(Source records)

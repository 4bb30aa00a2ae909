//! Rolling-window trend chart.
//!
//! Samples are right-aligned: the newest sample sits on the right edge and a
//! partially filled window leaves the left side blank.

use crate::error::RenderError;
use crate::render::canvas::{Canvas, Glow, LinearGradient, Point};
use crate::render::color::Color;
use crate::storage::{SampleBuffer, SPARK_MAX};

pub const FALLBACK_WIDTH: f64 = 260.0;
pub const SPARK_HEIGHT: f64 = 40.0;
pub const GLOW_BLUR: f64 = 8.0;
pub const LINE_WIDTH: f64 = 1.5;
/// Top alpha of the area fill (0x44 ≈ 27%).
pub const AREA_ALPHA: u8 = 0x44;
/// Vertical inset keeping 0% and 100% off the surface edges.
const INSET: f64 = 2.0;

#[derive(Clone, Copy, Debug)]
pub struct TrendStyle {
    pub color: Color,
    pub glow: Color,
    pub capacity: usize,
}

impl TrendStyle {
    pub fn new(color: Color) -> Self {
        Self {
            color,
            glow: color,
            capacity: SPARK_MAX,
        }
    }

    pub fn with_capacity(mut self, capacity: usize) -> Self {
        self.capacity = capacity;
        self
    }
}

pub struct TrendRenderer<C> {
    canvas: C,
    style: TrendStyle,
    buffer: SampleBuffer,
}

impl<C: Canvas> TrendRenderer<C> {
    /// Binds the renderer to `canvas` and sizes it from the container's width.
    pub fn new(
        canvas: C,
        style: TrendStyle,
        container_width: Option<f64>,
    ) -> Result<Self, RenderError> {
        let mut renderer = Self {
            canvas,
            style,
            buffer: SampleBuffer::new(style.capacity),
        };
        renderer.resize(container_width)?;
        Ok(renderer)
    }

    /// Viewport change handler. Keeps the buffered samples.
    pub fn resize(&mut self, container_width: Option<f64>) -> Result<(), RenderError> {
        let width = container_width
            .filter(|w| w.is_finite() && *w > 0.0)
            .unwrap_or(FALLBACK_WIDTH);
        self.canvas.set_size(width, SPARK_HEIGHT)?;
        self.draw()
    }

    pub fn push(&mut self, value: f64) -> Result<(), RenderError> {
        self.buffer.push(value);
        self.draw()
    }

    /// Surface coordinates of the buffered samples, oldest first.
    pub fn points(&self) -> Vec<Point> {
        let (w, h) = self.canvas.size();
        let capacity = self.buffer.capacity();
        let n = self.buffer.len();
        let step = w / (capacity.saturating_sub(1).max(1)) as f64;
        self.buffer
            .values()
            .enumerate()
            .map(|(i, v)| Point {
                x: (capacity - n + i) as f64 * step,
                y: h - (v / 100.0) * (h - 2.0 * INSET) - INSET,
            })
            .collect()
    }

    pub fn draw(&mut self) -> Result<(), RenderError> {
        self.canvas.clear()?;
        if self.buffer.len() < 2 {
            return Ok(());
        }

        let (_, h) = self.canvas.size();
        let points = self.points();
        let (Some(first), Some(last)) = (points.first().copied(), points.last().copied()) else {
            return Ok(());
        };

        self.canvas.set_glow(Some(Glow {
            color: self.style.glow,
            blur: GLOW_BLUR,
        }));

        let mut area = Vec::with_capacity(points.len() + 2);
        area.push(Point::new(first.x, h));
        area.extend_from_slice(&points);
        area.push(Point::new(last.x, h));
        let paint = LinearGradient::vertical(
            h,
            self.style.color.with_alpha(AREA_ALPHA),
            self.style.color.with_alpha(0),
        );
        let result = self
            .canvas
            .fill_path(&area, &paint)
            .and_then(|_| self.canvas.stroke_path(&points, self.style.color, LINE_WIDTH));

        self.canvas.set_glow(None);
        result
    }

    pub fn samples(&self) -> &SampleBuffer {
        &self.buffer
    }

    pub fn canvas(&self) -> &C {
        &self.canvas
    }
}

[Brief]
Extract the first line above and each line after it up to and including the one with "self.capacity = capacity;", please, exactly and with nothing else.

[Problem solution]
repository 4bb30aa00a2ae909
//! Rolling-window trend chart.
//!
//! Samples are right-aligned: the newest sample sits on the right edge and a
//! partially filled window leaves the left side blank.

use crate::error::RenderError;
use crate::render::canvas::{Canvas, Glow, LinearGradient, Point};
use crate::render::color::Color;
use crate::storage::{SampleBuffer, SPARK_MAX};

pub const FALLBACK_WIDTH: f64 = 260.0;
pub const SPARK_HEIGHT: f64 = 40.0;
pub const GLOW_BLUR: f64 = 8.0;
pub const LINE_WIDTH: f64 = 1.5;
/// Top alpha of the area fill (0x44 ≈ 27%).
pub const AREA_ALPHA: u8 = 0x44;
/// Vertical inset keeping 0% and 100% off the surface edges.
const INSET: f64 = 2.0;

#[derive(Clone, Copy, Debug)]
pub struct TrendStyle {
    pub color: Color,
    pub glow: Color,
    pub capacity: usize,
}

impl TrendStyle {
    pub fn new(color: Color) -> Self {
        Self {
            color,
            glow: color,
            capacity: SPARK_MAX,
        }
    }

    pub fn with_capacity(mut self, capacity: usize) -> Self {
        self.capacity = capacity;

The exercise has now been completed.